Go through the entries below. Copy out every line that contains "routing".

┏━━

use todo_api::application::todo_service::TodoServiceImpl;
use todo_api::config::Config;
use todo_api::domain::repository::TodoRepository;
use todo_api::http::routing::{self, todos};
use todo_api::infrastructure::sqlite_repo::SqliteTodoRepository;
use tracing_subscriber::EnvFilter;

#[tokio::main]
async fn main() -> anyhow::Result<()> {
    let _ = dotenvy::dotenv();
    tracing_subscriber::fmt()
        .with_env_filter(EnvFilter::try_from_default_env().unwrap_or_else(|_| "info".into()))
        .init();

    let config = Config::from_env()?;
    tracing::info!(database_url = %config.database_url, "opening database");
    let repo = SqliteTodoRepository::connect(&config.database_url, config.max_connections).await?;
    repo.migrate().await?;
    let service = TodoServiceImpl::new(repo);
    let todos_router = todos::router(todos::AppState { service });
    let router = routing::app(todos_router);

    let addr = config.bind_addr;
    tracing::info!(%addr, "listening");
    axum::serve(tokio::net::TcpListener::bind(addr).await?, router)
        .with_graceful_shutdown(shutdown_signal())
        .await?;
    Ok(())
}

async fn shutdown_signal() {
    use tokio::signal::ctrl_c;
    let _ = ctrl_c().await;
    tracing::info!("shutdown");
}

┗━━

Response area:
use todo_api::http::routing::{self, todos};
    let router = routing::app(todos_router);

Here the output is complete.